* Dollar/yen rises 1 percent, euro/yen up 1.5 percent
* Sentiment shaky after China data, Boston explosions
* Aussie recovers after sharp fall, gold still in focus
By Anirban Nag
LONDON, April 16 The yen's recent bounce ran out
of steam on Tuesday as stocks and commodities stabilised, but
investors remained wary that another rout in gold prices could
spur demand for the safe haven Japanese currency.
The yen, which is very liquid and tends to benefit in times
of stress in the global economy or financial markets, has been a
big beneficiary in the past few days after poor Chinese data, a
dramatic drop in gold prices and explosions in Boston combined
to drive investors to seek safe havens for their money.
But its recovery stalled on Tuesday with analysts saying its
medium-term trend toward more weakness remained in place after
the Bank of Japan earlier this month unveiled an aggressive plan
of monetary easing aimed at beating deflation.
The U.S. dollar rose 1 percent to 97.90 yen, though
it was still down about 2 percent from a four-year high of 99.95
yen hit last week following the Bank of Japan's $1.4 trillion
stimulus launch announced on April 4.
The euro also jumped 1.5 percent to 128.03 yen.
"We had a clear rout of positions in the past few days,"
said Paul Robson, senior currency strategist at RBS. "But any
pullback in dollar/yen is temporary and we are fairly confident
that dollar will rise against the yen in the medium term given
capital outflows from domestic Japanese investors."
Earlier on Tuesday, the U.S. currency had fallen to 95.67
yen, its lowest since April 4.
News of explosions in Boston, which a White House official
said are being treated as an "act of terror", prompted
speculators to sell the euro, the dollar and growth-linked
Traders said investors would need to see a clearer sign that
commodity prices are stabilising before their appetite for
riskier assets returns.
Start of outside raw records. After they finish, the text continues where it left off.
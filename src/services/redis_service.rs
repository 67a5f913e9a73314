// src/services/redis_service.rs
use crate::errors::AuraError;
use crate::models::*;
use async_trait::async_trait;
use redis::{AsyncCommands, Client, aio::ConnectionManager};

/// Recommended looks history expires after 30 days of inactivity.
const LOOKS_TTL_SECONDS: usize = 30 * 24 * 60 * 60;

#[async_trait]
pub trait LookRepository: Send + Sync {
    async fn fetch_profile(&self, user_id: &str) -> Result<Option<ColorProfile>, AuraError>;

    /// Items ordered by compatibility label.
    async fn fetch_wardrobe(&self, user_id: &str) -> Result<Vec<WardrobeItem>, AuraError>;

    async fn insert_recommended_looks(
        &self,
        record: &RecommendedLooksRecord,
    ) -> Result<(), AuraError>;
}

pub struct RedisService {
    conn: ConnectionManager,
}

impl RedisService {
    pub async fn new(redis_url: &str) -> Result<Self, AuraError> {
        let client = Client::open(redis_url).map_err(|e| AuraError::Redis(e.to_string()))?;
        let mut conn = ConnectionManager::new(client)
            .await
            .map_err(|e| AuraError::Redis(e.to_string()))?;

        redis::cmd("PING")
            .query_async::<_, String>(&mut conn)
            .await
            .map_err(|e| AuraError::Redis(e.to_string()))?;

        Ok(Self { conn })
    }
}

pub fn sort_by_compatibility(items: &mut [WardrobeItem]) {
    items.sort_by(|a, b| a.compatibility().as_str().cmp(b.compatibility().as_str()));
}

#[async_trait]
impl LookRepository for RedisService {
    async fn fetch_profile(&self, user_id: &str) -> Result<Option<ColorProfile>, AuraError> {
        let mut conn = self.conn.clone();
        let value: Option<String> = conn
            .get(format!("profile:{}", user_id))
            .await
            .map_err(|e| AuraError::Redis(e.to_string()))?;

        value
            .map(|v| serde_json::from_str(&v))
            .transpose()
            .map_err(|e| AuraError::Serialization(e.to_string()))
    }

    async fn fetch_wardrobe(&self, user_id: &str) -> Result<Vec<WardrobeItem>, AuraError> {
        let mut conn = self.conn.clone();
        let value: Option<String> = conn
            .get(format!("wardrobe:{}", user_id))
            .await
            .map_err(|e| AuraError::Redis(e.to_string()))?;

        let Some(value) = value else {
            return Ok(Vec::new());
        };

        let mut items: Vec<WardrobeItem> =
            serde_json::from_str(&value).map_err(|e| AuraError::Serialization(e.to_string()))?;
        sort_by_compatibility(&mut items);
        Ok(items)
    }

    async fn insert_recommended_looks(
        &self,
        record: &RecommendedLooksRecord,
    ) -> Result<(), AuraError> {
        let mut conn = self.conn.clone();
        let key = format!("recommended_looks:{}", record.user_id);
        let value = serde_json::to_string(record)
            .map_err(|e| AuraError::Serialization(e.to_string()))?;

        conn.lpush::<_, _, ()>(&key, value)
            .await
            .map_err(|e| AuraError::Redis(e.to_string()))?;

        conn.expire::<_, ()>(&key, LOOKS_TTL_SECONDS)
            .await
            .map_err(|e| AuraError::Redis(e.to_string()))?;

        Ok(())
    }
}
// src/services/auth_service.rs
use crate::errors::AuraError;
use async_trait::async_trait;
use log::error;
use reqwest::Client;
use serde::Deserialize;

/// Accepts `Bearer <token>` or a bare token.
pub fn bearer_token(header: Option<&str>) -> Result<&str, AuraError> {
    let header = header.ok_or(AuraError::AuthRequired)?;
    let token = header.strip_prefix("Bearer ").unwrap_or(header).trim();

    if token.is_empty() {
        return Err(AuraError::AuthRequired);
    }
    Ok(token)
}

#[async_trait]
pub trait TokenVerifier: Send + Sync {
    /// Returns the owning user id.
    async fn verify(&self, token: &str) -> Result<String, AuraError>;
}

#[derive(Debug, Deserialize)]
struct AuthUser {
    id: String,
}

/// Validates access tokens against the hosted auth provider's `/auth/v1/user`.
pub struct AuthService {
    client: Client,
    base_url: String,
    api_key: String,
}

impl AuthService {
    pub fn new(base_url: String, api_key: String) -> Self {
        Self {
            client: Client::new(),
            base_url: base_url.trim_end_matches('/').to_string(),
            api_key,
        }
    }
}

#[async_trait]
impl TokenVerifier for AuthService {
    async fn verify(&self, token: &str) -> Result<String, AuraError> {
        let response = self
            .client
            .get(format!("{}/auth/v1/user", self.base_url))
            .header("apikey", &self.api_key)
            .header("Authorization", format!("Bearer {}", token))
            .send()
            .await
            .map_err(|e| {
                error!("Auth provider request failed: {}", e);
                AuraError::Unauthorized
            })?;

        if !response.status().is_success() {
            error!("Auth verification failed: {}", response.status());
            return Err(AuraError::Unauthorized);
        }

        let user: AuthUser = response.json().await.map_err(|e| {
            error!("Invalid auth provider response: {}", e);
            AuraError::Unauthorized
        })?;

        Ok(user.id)
    }
}
// src/services/prompt_builder.rs
use crate::models::{ColorAnalysis, ColorProfile, WardrobeItem};

pub const DEFAULT_SEASON: &str = "spring-warm";

#[derive(Debug, Clone, Copy, PartialEq, Eq)]
pub struct Exemplars {
    pub br: &'static [&'static str],
    pub intl: &'static [&'static str],
}

const DEFAULT_EXEMPLARS: Exemplars = Exemplars {
    br: &["Gisele Bündchen"],
    intl: &["Cindy Crawford"],
};

const EXEMPLARS_BY_SEASON: &[(&str, Exemplars)] = &[
    (
        "spring-light",
        Exemplars {
            br: &["Angélica", "Claudia Leitte", "Eliana"],
            intl: &["Taylor Swift", "Blake Lively", "Reese Witherspoon"],
        },
    ),
    (
        "spring-warm",
        Exemplars {
            br: &["Marina Ruy Barbosa", "Mariana Ximenes", "Letícia Spiller"],
            intl: &["Jessica Chastain", "Nicole Kidman", "Amy Adams"],
        },
    ),
    (
        "spring-bright",
        Exemplars {
            br: &["Anitta", "Taís Araújo", "IZA", "Ludmilla"],
            intl: &["Zendaya", "Rihanna", "Lupita Nyong'o"],
        },
    ),
    (
        "summer-light",
        Exemplars {
            br: &["Grazi Massafera", "Flávia Alessandra", "Carolina Dieckmann"],
            intl: &["Elle Fanning", "Cate Blanchett", "Kate Middleton"],
        },
    ),
    (
        "summer-soft",
        Exemplars {
            br: &["Deborah Secco", "Giovanna Ewbank", "Fernanda Paes Leme"],
            intl: &["Jennifer Aniston", "Sarah Jessica Parker"],
        },
    ),
    (
        "summer-cool",
        Exemplars {
            br: &["Adriana Lima", "Fernanda Montenegro", "Alessandra Ambrosio"],
            intl: &["Anne Hathaway", "Keira Knightley"],
        },
    ),
    (
        "autumn-soft",
        Exemplars {
            br: &["Juliana Paes", "Paolla Oliveira", "Dira Paes"],
            intl: &["Drew Barrymore", "Julia Roberts"],
        },
    ),
    (
        "autumn-warm",
        Exemplars {
            br: &["Sabrina Sato", "Camila Pitanga", "Lucy Alves"],
            intl: &["Julianne Moore", "Emma Stone"],
        },
    ),
    (
        "autumn-deep",
        Exemplars {
            br: &["Juliana Alves", "Cris Vianna", "Preta Gil"],
            intl: &["Jennifer Lopez", "Eva Mendes", "Sofia Vergara"],
        },
    ),
    (
        "winter-bright",
        Exemplars {
            br: &["Bruna Marquezine", "Isis Valverde", "Mel Maia"],
            intl: &["Megan Fox", "Kim Kardashian", "Dita Von Teese"],
        },
    ),
    (
        "winter-cool",
        Exemplars {
            br: &["Malu Mader", "Glória Pires", "Christiane Torloni"],
            intl: &["Angelina Jolie", "Liv Tyler", "Courteney Cox"],
        },
    ),
    (
        "winter-deep",
        Exemplars {
            br: &["Sheron Menezzes", "Erika Januza", "Liniker", "Lázaro Ramos"],
            intl: &["Beyoncé", "Kerry Washington", "Naomi Campbell"],
        },
    ),
];

/// `"Winter  Deep"` -> `"winter-deep"`.
pub fn normalize_season_key(season: &str) -> String {
    season
        .split_whitespace()
        .collect::<Vec<_>>()
        .join("-")
        .to_lowercase()
}

pub fn exemplars_for_season(season: &str) -> Exemplars {
    let key = normalize_season_key(season);
    EXEMPLARS_BY_SEASON
        .iter()
        .find(|(name, _)| *name == key)
        .map(|(_, exemplars)| *exemplars)
        .unwrap_or(DEFAULT_EXEMPLARS)
}

pub fn season_id(profile: Option<&ColorProfile>) -> String {
    let analysis = profile.and_then(|p| p.color_analysis.as_ref());

    if let Some((season, subtype)) =
        analysis.and_then(|a| Some((a.season.as_deref()?, a.subtype.as_deref()?)))
    {
        return format!("{}-{}", season, subtype).to_lowercase();
    }

    profile
        .and_then(|p| p.color_season.clone())
        .unwrap_or_else(|| DEFAULT_SEASON.to_string())
}

pub fn describe_wardrobe(items: &[WardrobeItem]) -> String {
    items
        .iter()
        .map(|item| {
            let colors = match &item.dominant_colors {
                Some(colors) => colors
                    .iter()
                    .map(|c| format!("{} ({})", c.name, c.hex))
                    .collect::<Vec<_>>()
                    .join(", "),
                None => item
                    .color_code
                    .clone()
                    .unwrap_or_else(|| "not analyzed".to_string()),
            };

            format!(
                "- ID: {} | {} | Name: {} | Colors: {} | Compat: {}",
                item.id,
                item.category,
                item.name.as_deref().unwrap_or("Unnamed"),
                colors,
                item.compatibility().as_str()
            )
        })
        .collect::<Vec<_>>()
        .join("\n")
}

fn profile_context(analysis: Option<&ColorAnalysis>, exemplars: &Exemplars) -> String {
    let references = format!(
        "Brazilian reference celebrities: {}\nInternational reference celebrities: {}",
        exemplars.br.join(", "),
        exemplars.intl.join(", ")
    );

    let Some(analysis) = analysis else {
        return format!(
            "## VIP COLOR PROFILE\nFull analysis not available.\n{}\n",
            references
        );
    };

    let list_or = |colors: &[String], limit: usize| {
        if colors.is_empty() {
            "not defined".to_string()
        } else {
            colors.iter().take(limit).cloned().collect::<Vec<_>>().join(", ")
        }
    };

    format!(
        "## CLIENT VIP COLOR PROFILE\nSeason: {} {}\n{}\nIdeal colors: {}\nColors to avoid: {}\nSkin tone: {}\nUndertone: {}\n",
        analysis.season.as_deref().unwrap_or("not defined"),
        analysis.subtype.as_deref().unwrap_or(""),
        references,
        list_or(&analysis.recommended_colors, 8),
        list_or(&analysis.avoid_colors, 5),
        analysis.skin_tone.as_deref().unwrap_or("not defined"),
        analysis.undertone.as_deref().unwrap_or("not defined"),
    )
}

const OUTPUT_SHAPE: &str = r##"{
  "looks": [
    {
      "name": "Glamorous, memorable name",
      "items": ["uuid1", "uuid2"],
      "occasion": "event|gala|date|photoshoot|work",
      "harmony_type": "triad|split_complementary|tetradic|analogous",
      "color_harmony": "Technical explanation of the harmony applied",
      "chromatic_score": 95,
      "styling_tip": "Main refined styling tip",
      "trend_inspiration": "Current trend name",
      "confidence_boost": "Unique empowering sentence",
      "accessory_suggestions": ["premium accessory 1", "premium accessory 2"],
      "vip_tier": "gold|silver|bronze",
      "celebrity_inspiration": {
        "name": "Celebrity name (prefer Brazilian)",
        "reference": "Specific event or editorial",
        "why": "Why the combination works for the season"
      },
      "investment_piece": {
        "category": "piece category",
        "description": "Timeless piece suggested",
        "why": "Why it is worth the investment"
      },
      "color_theory_deep": {
        "principle": "Principle applied (e.g. Chromatic Triad)",
        "explanation": "Detailed explanation with 60-30-10 proportions",
        "hex_palette": ["#HEX1", "#HEX2", "#HEX3"]
      },
      "occasion_details": {
        "perfect_for": "Where the look shines",
        "avoid_for": "Where to avoid it",
        "best_time": "Best time (day/night)"
      },
      "styling_secrets": ["Styling secret 1", "Styling secret 2"]
    }
  ]
}"##;

/// Renders the full VIP looks prompt. Identical inputs give identical text.
pub fn build_vip_prompt(
    items: &[WardrobeItem],
    profile: Option<&ColorProfile>,
    count: u32,
) -> String {
    let exemplars = exemplars_for_season(&season_id(profile));
    let analysis = profile.and_then(|p| p.color_analysis.as_ref());

    format!(
        r#"You are **Aura Elite**, image consultant to A-list celebrities and premium fashion editor. Your job is to create high-impact looks that make the client feel like a red carpet star.

{context}
## AVAILABLE WARDROBE
{wardrobe}

## VIP ELITE MISSION
Create exactly {count} HIGH-IMPACT, EXCLUSIVE looks using ONLY pieces from the wardrobe above. Each look must be unique and sophisticated.

## MANDATORY VIP CRITERIA

### 1. CELEBRITY INSPIRATION (PREFER BRAZILIAN)
For each look, cite a celebrity with the same color season and an iconic moment that inspires the combination. Use the celebrities listed in the profile.

### 2. ADVANCED COLOR THEORY
- **60-30-10 rule**: 60% dominant, 30% secondary, 10% accent
- **Temperature**: warm vs cool colors and their impact
- **Intensity and value**: depth and brightness
- **Psychological effect**: red=power, blue=trust, green=balance
- Provide the HEX palette of the main colors of the look

### 3. ADVANCED HARMONIES
- Triad, split complementary, tetradic, analogous with accent

### 4. INVESTMENT PIECE
Suggest ONE timeless piece the client should consider acquiring to elevate this look.

### 5. OCCASION DETAILS
- Where the look shines, where to avoid it, best time of day

### 6. PROFESSIONAL STYLING SECRETS
2 exclusive tips celebrity stylists use

### 7. CURRENT TRENDS
Quiet Luxury, Old Money Aesthetic, Mob Wife, Cherry Coded, Butter Yellow, Burgundy Renaissance, Chocolate Brown Revival, Coastal Grandmother

### 8. VIP CLASSIFICATION
- GOLD: score 90-100, perfect harmony, all pieces ideal
- SILVER: score 75-89, excellent combination
- BRONZE: score 60-74, very good combination

## INVIOLABLE RULES
1. Use ONLY pieces with compatibility "ideal" or "neutral"
2. NEVER use pieces with compatibility "avoid"
3. Each look: 2-4 pieces that work beautifully together
4. Glamorous, memorable names in Portuguese
5. A personalized, empowering confidence sentence

Return ONLY valid JSON (no markdown, no comments):
{shape}"#,
        context = profile_context(analysis, &exemplars),
        wardrobe = describe_wardrobe(items),
        count = count,
        shape = OUTPUT_SHAPE,
    )
}

#[cfg(test)]
mod tests {
    use super::*;
    use crate::models::{Compatibility, DominantColor};

    fn item(id: &str, compat: Option<Compatibility>) -> WardrobeItem {
        WardrobeItem {
            id: id.to_string(),
            category: "top".to_string(),
            name: None,
            image_url: None,
            dominant_colors: None,
            color_code: None,
            chromatic_compatibility: compat,
        }
    }

    #[test]
    fn season_key_is_case_and_whitespace_insensitive() {
        assert_eq!(normalize_season_key("Winter  Deep"), "winter-deep");
        assert_eq!(
            exemplars_for_season("Winter Deep"),
            exemplars_for_season("winter-deep")
        );
        assert!(exemplars_for_season("AUTUMN warm").br.contains(&"Sabrina Sato"));
        assert_eq!(normalize_season_key(" winter deep "), "winter-deep");
    }

    #[test]
    fn unknown_season_falls_back_to_default_pair() {
        let exemplars = exemplars_for_season("monsoon-vivid");
        assert_eq!(exemplars.br, &["Gisele Bündchen"]);
        assert_eq!(exemplars.intl, &["Cindy Crawford"]);
    }

    #[test]
    fn season_id_prefers_analysis_then_legacy_then_default() {
        let analysed = ColorProfile {
            color_season: Some("summer-soft".into()),
            color_analysis: Some(ColorAnalysis {
                season: Some("Winter".into()),
                subtype: Some("Cool".into()),
                ..ColorAnalysis::default()
            }),
        };
        assert_eq!(season_id(Some(&analysed)), "winter-cool");

        let legacy = ColorProfile {
            color_season: Some("summer-soft".into()),
            color_analysis: Some(ColorAnalysis {
                season: Some("Winter".into()),
                ..ColorAnalysis::default()
            }),
        };
        assert_eq!(season_id(Some(&legacy)), "summer-soft");
        assert_eq!(season_id(None), DEFAULT_SEASON);
    }

    #[test]
    fn wardrobe_lines_render_colors_and_fallbacks() {
        let mut named = item("a1", Some(Compatibility::Ideal));
        named.name = Some("Silk blouse".into());
        named.dominant_colors = Some(vec![
            DominantColor {
                name: "Ivory".into(),
                hex: "#FFFFF0".into(),
            },
            DominantColor {
                name: "Navy".into(),
                hex: "#000080".into(),
            },
        ]);
        let mut coded = item("b2", None);
        coded.color_code = Some("#112233".into());
        let bare = item("c3", Some(Compatibility::Avoid));

        let text = describe_wardrobe(&[named, coded, bare]);
        let lines: Vec<_> = text.lines().collect();
        assert_eq!(
            lines[0],
            "- ID: a1 | top | Name: Silk blouse | Colors: Ivory (#FFFFF0), Navy (#000080) | Compat: ideal"
        );
        assert_eq!(
            lines[1],
            "- ID: b2 | top | Name: Unnamed | Colors: #112233 | Compat: unknown"
        );
        assert_eq!(
            lines[2],
            "- ID: c3 | top | Name: Unnamed | Colors: not analyzed | Compat: avoid"
        );
    }

    #[test]
    fn prompt_is_deterministic_and_carries_rules() {
        let items = vec![
            item("a", Some(Compatibility::Ideal)),
            item("b", Some(Compatibility::Neutral)),
            item("c", Some(Compatibility::Avoid)),
        ];
        let first = build_vip_prompt(&items, None, 4);
        let second = build_vip_prompt(&items, None, 4);

        assert_eq!(first, second);
        assert!(first.contains("Create exactly 4"));
        assert!(first.contains("Full analysis not available."));
        assert!(first.contains("Marina Ruy Barbosa"));
        assert!(first.contains("GOLD: score 90-100"));
        assert!(first.contains("\"chromatic_score\": 95"));
        assert!(first.contains("NEVER use pieces with compatibility \"avoid\""));
    }

    #[test]
    fn profile_context_truncates_color_lists() {
        let colors: Vec<String> = (0..12).map(|i| format!("c{}", i)).collect();
        let profile = ColorProfile {
            color_season: None,
            color_analysis: Some(ColorAnalysis {
                season: Some("autumn".into()),
                subtype: Some("deep".into()),
                recommended_colors: colors.clone(),
                avoid_colors: colors,
                skin_tone: Some("olive".into()),
                undertone: None,
            }),
        };

        let prompt = build_vip_prompt(&[], Some(&profile), 3);
        assert!(prompt.contains("Ideal colors: c0, c1, c2, c3, c4, c5, c6, c7\n"));
        assert!(prompt.contains("Colors to avoid: c0, c1, c2, c3, c4\n"));
        assert!(prompt.contains("Undertone: not defined"));
        assert!(prompt.contains("Jennifer Lopez"));
    }
}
Gold fell 9 percent on Monday, its
biggest percentage loss since 1983, spooking many traders.
Robert Rennie, head of currency strategy at Westpac said in
a note Japanese investors of gold may have been big sellers
after the precious metal hit a record high in yen-denominated
terms last week.
He added that until Japanese domestic investors, like banks,
insurance companies and pension funds step up purchases of
foreign assets, they are likely to trim their gold holdings.
The latest drop in gold came after disappointing Chinese
data, talk of large-scale selling by a big fund, and news that
the Central bank of Cyprus might sell gold reserves, though
traders are unsure exactly what has caused such a big slide.
Spot gold last stood at $1,375.10 per ounce, up more
than 1 percent on the day.
Selling in the yen has also lost momentum after a United
States currency report late last week said it would watch
Japan's policies to ensure Tokyo was not devaluing the yen to
gain competitive advantage for exports.
"Many players had positioned themselves for the dollar's
rise above 100 yen and now they were forced to dump the dollar.
But looking at the U.S. currency report, you get the impression
while the U.S. and other countries may accept the 90-95 yen
range, they don't welcome 95-100 range," said Daisuke Uno, chief
strategist at Sumitomo Mitsui Bank.
The Treasury said it would press Japan to keep its promise
to allow the market to set its exchange rate and there may be
more rhetoric on the issue at a Group of 20 meeting in
Washington from Thursday.
The euro was up 0.1 percent at $1.3055, though it
could give up some of those gains if a German ZEW survey fells
short of expectations. The economic sentiment index, due at 0900
GMT, is forecast to drop to 42 in April from 48.5, while current
conditions are also likely to take a knock.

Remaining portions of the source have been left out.